#[cfg(test)]
mod tests {
    use super::*;
    use crate::config::{Distribution, SwapCompletion};
    use crate::sort::SwapPair;
    use crate::stage::RecordingStage;

    const FRAME: f32 = 1.0 / 60.0;

    fn engine() -> Engine {
        Engine::with_generator(SampleGenerator::with_seed(99))
    }

    fn config(count: usize) -> SortConfig {
        SortConfig::new()
            .with_samples(count)
            .with_range(1, 50)
            .with_step_delay(0.05)
            .with_speed(4.0)
            .with_seed(1234)
    }

    /// Tick until the run is done, returning the frames taken.
    fn run_to_end(engine: &mut Engine, stage: &mut RecordingStage) -> usize {
        for frame in 0..200_000 {
            if engine.phase() == SortPhase::Done {
                return frame;
            }
            engine.tick(FRAME, stage);
        }
        panic!("run did not finish: {:?}", engine.readback());
    }

    #[test]
    fn test_run_sorts_data_and_bars() {
        let mut engine = engine();
        let mut stage = RecordingStage::new();

        for distribution in [
            Distribution::Uniform,
            Distribution::Ascending,
            Distribution::Descending,
        ] {
            let config = config(24).with_distribution(distribution);
            engine.start(config, &mut stage).unwrap();
            run_to_end(&mut engine, &mut stage);

            let data = engine.data().to_vec();
            assert!(data.windows(2).all(|w| w[0] <= w[1]), "{:?}", data);
            assert_eq!(engine.bars().values(), data);
            assert_eq!(stage.values_by_position(), data);
            assert_eq!(stage.live_count(), 24);
            assert_eq!(stage.highlighted_count(), 0);
            assert!(!engine.animator().is_in_flight());
        }
    }

    #[test]
    fn test_bars_snap_to_slots_after_run() {
        let mut engine = engine();
        let mut stage = RecordingStage::new();
        engine.start(config(12), &mut stage).unwrap();
        run_to_end(&mut engine, &mut stage);

        for (slot, bar) in engine.bars().iter().enumerate() {
            assert_eq!(bar.x, slot as f32);
            assert_eq!(stage.bar(bar.id).unwrap().x, slot as f32);
        }
    }

    #[test]
    fn test_symmetric_completion_also_sorts() {
        let mut engine = engine();
        let mut stage = RecordingStage::new();
        let config = config(16).with_completion(SwapCompletion::Symmetric);
        engine.start(config, &mut stage).unwrap();
        run_to_end(&mut engine, &mut stage);

        assert!(engine.data().windows(2).all(|w| w[0] <= w[1]));
        assert_eq!(stage.values_by_position(), engine.data());
    }

    #[test]
    fn test_zero_samples_done_immediately() {
        let mut engine = engine();
        let mut stage = RecordingStage::new();
        engine.start(config(0), &mut stage).unwrap();

        assert_eq!(engine.phase(), SortPhase::Done);
        assert!(engine.data().is_empty());
        assert_eq!(stage.spawned_count(), 0);
        assert!(stage.events().is_empty());

        engine.tick(FRAME, &mut stage);
        assert_eq!(engine.phase(), SortPhase::Done);
    }

    #[test]
    fn test_first_comparison_runs_at_start() {
        let mut engine = engine();
        let mut stage = RecordingStage::new();
        engine.start(config(8), &mut stage).unwrap();

        assert_ne!(engine.phase(), SortPhase::Idle);
        assert_eq!(engine.stats().comparisons, 1);
        assert_eq!(stage.highlighted_count(), 2);
    }

    #[test]
    fn test_sorted_input_single_pass() {
        let mut engine = engine();
        let mut stage = RecordingStage::new();
        // One value per band: strictly ascending.
        let config = config(5)
            .with_range(0, 50)
            .with_distribution(Distribution::Ascending);
        engine.start(config, &mut stage).unwrap();
        run_to_end(&mut engine, &mut stage);

        let stats = engine.stats();
        assert_eq!(stats.swaps, 0);
        assert_eq!(stats.forward_passes, 1);
        assert_eq!(stats.backward_passes, 0);
        assert_eq!(stats.comparisons, 4);
    }

    #[test]
    fn test_waits_for_animation_before_next_comparison() {
        let mut engine = engine();
        let mut stage = RecordingStage::new();
        let config = config(2)
            .with_range(0, 100)
            .with_distribution(Distribution::Descending)
            .with_speed(1.0);
        engine.start(config, &mut stage).unwrap();

        let readback = engine.readback();
        assert_eq!(readback.phase, SortPhase::AwaitingSwapAnimation);
        assert!(readback.animation_in_flight);
        assert_eq!(readback.swap_indices, Some(SwapPair::new(0)));

        // Half a slot of travel: still in flight, array untouched.
        engine.tick(0.5, &mut stage);
        assert!(engine.animator().is_in_flight());
        assert_eq!(engine.phase(), SortPhase::AwaitingSwapAnimation);
        assert!(engine.data()[0] > engine.data()[1]);

        // Completing frame resumes the sort in the same frame.
        engine.tick(0.5, &mut stage);
        assert!(!engine.animator().is_in_flight());
        assert!(engine.data()[0] <= engine.data()[1]);
        assert_eq!(engine.stats().swaps, 1);
    }

    #[test]
    fn test_delay_paces_comparisons() {
        let mut engine = engine();
        let mut stage = RecordingStage::new();
        let config = config(5)
            .with_range(0, 50)
            .with_distribution(Distribution::Ascending)
            .with_step_delay(1.0)
            .with_speed(2.0);
        engine.start(config, &mut stage).unwrap();
        assert_eq!(engine.stats().comparisons, 1);

        // Scaled delay is 0.5s.
        engine.tick(0.25, &mut stage);
        assert_eq!(engine.stats().comparisons, 1);
        engine.tick(0.25, &mut stage);
        assert_eq!(engine.stats().comparisons, 2);

        // A long frame still releases only one step.
        engine.tick(10.0, &mut stage);
        assert_eq!(engine.stats().comparisons, 3);
    }

    #[test]
    fn test_restart_mid_run_keeps_one_run() {
        let mut engine = engine();
        let mut stage = RecordingStage::new();

        let first = engine.start(config(30), &mut stage).unwrap();
        for _ in 0..20 {
            engine.tick(FRAME, &mut stage);
        }
        let second = engine.start(config(30), &mut stage).unwrap();

        assert_ne!(first, second);
        assert_eq!(engine.run_id(), Some(second));
        assert_eq!(engine.bars().len(), 30);
        assert_eq!(stage.live_count(), 30);
        assert_eq!(stage.spawned_count(), 60);

        run_to_end(&mut engine, &mut stage);
        assert_eq!(stage.live_count(), 30);
        assert_eq!(stage.values_by_position(), engine.data());
    }

    #[test]
    fn test_infinite_speed_with_empty_frame_still_finishes() {
        let mut engine = engine();
        let mut stage = RecordingStage::new();
        let config = config(2)
            .with_range(0, 100)
            .with_distribution(Distribution::Descending)
            .with_speed(f32::INFINITY);
        engine.start(config, &mut stage).unwrap();
        assert!(engine.animator().is_in_flight());

        engine.tick(0.0, &mut stage);
        for bar in engine.bars().iter() {
            assert!(bar.x.is_finite());
        }

        run_to_end(&mut engine, &mut stage);
        assert!(engine.data()[0] <= engine.data()[1]);
        for (slot, bar) in engine.bars().iter().enumerate() {
            assert_eq!(bar.x, slot as f32);
            assert_eq!(stage.bar(bar.id).unwrap().x, slot as f32);
        }
    }

    #[test]
    fn test_restart_during_swap_in_flight() {
        let mut engine = engine();
        let mut stage = RecordingStage::new();
        let config = config(2)
            .with_range(0, 100)
            .with_distribution(Distribution::Descending)
            .with_speed(1.0);
        engine.start(config.clone(), &mut stage).unwrap();
        engine.tick(0.3, &mut stage);
        assert!(engine.animator().is_in_flight());

        // Ascending input: no swap is requested by the new run.
        let second = engine
            .start(config.with_distribution(Distribution::Ascending), &mut stage)
            .unwrap();

        assert_eq!(engine.run_id(), Some(second));
        assert!(!engine.animator().is_in_flight());
        assert_eq!(engine.bars().len(), 2);
        assert_eq!(stage.live_count(), 2);
        assert_eq!(engine.phase(), SortPhase::ComparingForward);

        // Only the new run's first comparison is highlighted.
        assert_eq!(stage.highlighted_count(), 2);
        run_to_end(&mut engine, &mut stage);
        assert_eq!(stage.highlighted_count(), 0);
        assert_eq!(stage.values_by_position(), engine.data());
    }

    #[test]
    fn test_back_to_back_starts() {
        let mut engine = engine();
        let mut stage = RecordingStage::new();
        engine.start(config(10), &mut stage).unwrap();
        engine.start(config(7), &mut stage).unwrap();

        assert_eq!(engine.bars().len(), 7);
        assert_eq!(stage.live_count(), 7);
        assert_eq!(engine.data().len(), 7);
    }

    #[test]
    fn test_invalid_config_keeps_current_run() {
        let mut engine = engine();
        let mut stage = RecordingStage::new();
        let id = engine.start(config(10), &mut stage).unwrap();

        let bad = config(10).with_range(5, 5);
        assert!(engine.start(bad, &mut stage).is_err());
        assert_eq!(engine.run_id(), Some(id));
        assert_eq!(stage.live_count(), 10);
        assert_eq!(engine.config().min_value, 1);
    }

    #[test]
    fn test_cancel_rolls_back_swap_in_flight() {
        let mut engine = engine();
        let mut stage = RecordingStage::new();
        let config = config(2)
            .with_range(0, 100)
            .with_distribution(Distribution::Descending)
            .with_speed(1.0);
        engine.start(config, &mut stage).unwrap();
        engine.tick(0.3, &mut stage);

        assert!(engine.cancel(&mut stage));
        assert_eq!(engine.phase(), SortPhase::Idle);
        assert!(!engine.animator().is_in_flight());
        assert_eq!(stage.highlighted_count(), 0);
        for (slot, bar) in engine.bars().iter().enumerate() {
            assert_eq!(bar.x, slot as f32);
        }

        // Nothing left to cancel.
        assert!(!engine.cancel(&mut stage));
        engine.tick(FRAME, &mut stage);
        assert_eq!(engine.phase(), SortPhase::Idle);
    }

    #[test]
    fn test_restart_reuses_seeded_config() {
        let mut engine = engine();
        let mut stage = RecordingStage::new();
        engine.start(config(9), &mut stage).unwrap();
        let first = engine.data().to_vec();

        engine.restart(&mut stage).unwrap();
        assert_eq!(engine.data(), first.as_slice());
        assert_eq!(stage.live_count(), 9);
    }

    #[test]
    fn test_commands() {
        let mut engine = engine();
        let mut stage = RecordingStage::new();

        let result = engine.process_command(Command::Start { config: config(6) }, &mut stage);
        assert!(matches!(result, CommandResult::Started { .. }));

        let result = engine.process_command(Command::SetSpeed { speed: -1.0 }, &mut stage);
        assert_eq!(result, CommandResult::Ok);
        assert_eq!(engine.config().effective_speed(), 1.0);

        let bad = config(MAX_SAMPLES + 5);
        let result = engine.process_command(Command::Start { config: bad }, &mut stage);
        assert!(matches!(result, CommandResult::Error { .. }));

        let result = engine.process_command(Command::Exit, &mut stage);
        assert_eq!(result, CommandResult::Ok);
        assert!(engine.exit_requested());
        assert!(engine.readback().exit_requested);
        assert!(!engine.is_running());
    }

    #[test]
    fn test_readback_tracks_window() {
        let mut engine = engine();
        let mut stage = RecordingStage::new();
        engine.start(config(10), &mut stage).unwrap();

        let readback = engine.readback();
        assert_eq!(readback.left_bound, 0);
        assert_eq!(readback.right_bound, 9);
        assert_eq!(readback.bar_count, 10);
        assert!(readback.is_running());

        run_to_end(&mut engine, &mut stage);
        let readback = engine.readback();
        assert_eq!(readback.phase, SortPhase::Done);
        assert!(!readback.is_running());
        assert!(readback.frame > 0);
        assert!(readback.left_bound <= readback.right_bound + 1);
    }
}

| EXERCISE PROMPT |
How many lines of the listing above hold the string "crate"? Answer with the number alone.

| ANSWER TO THE PROBLEM |
3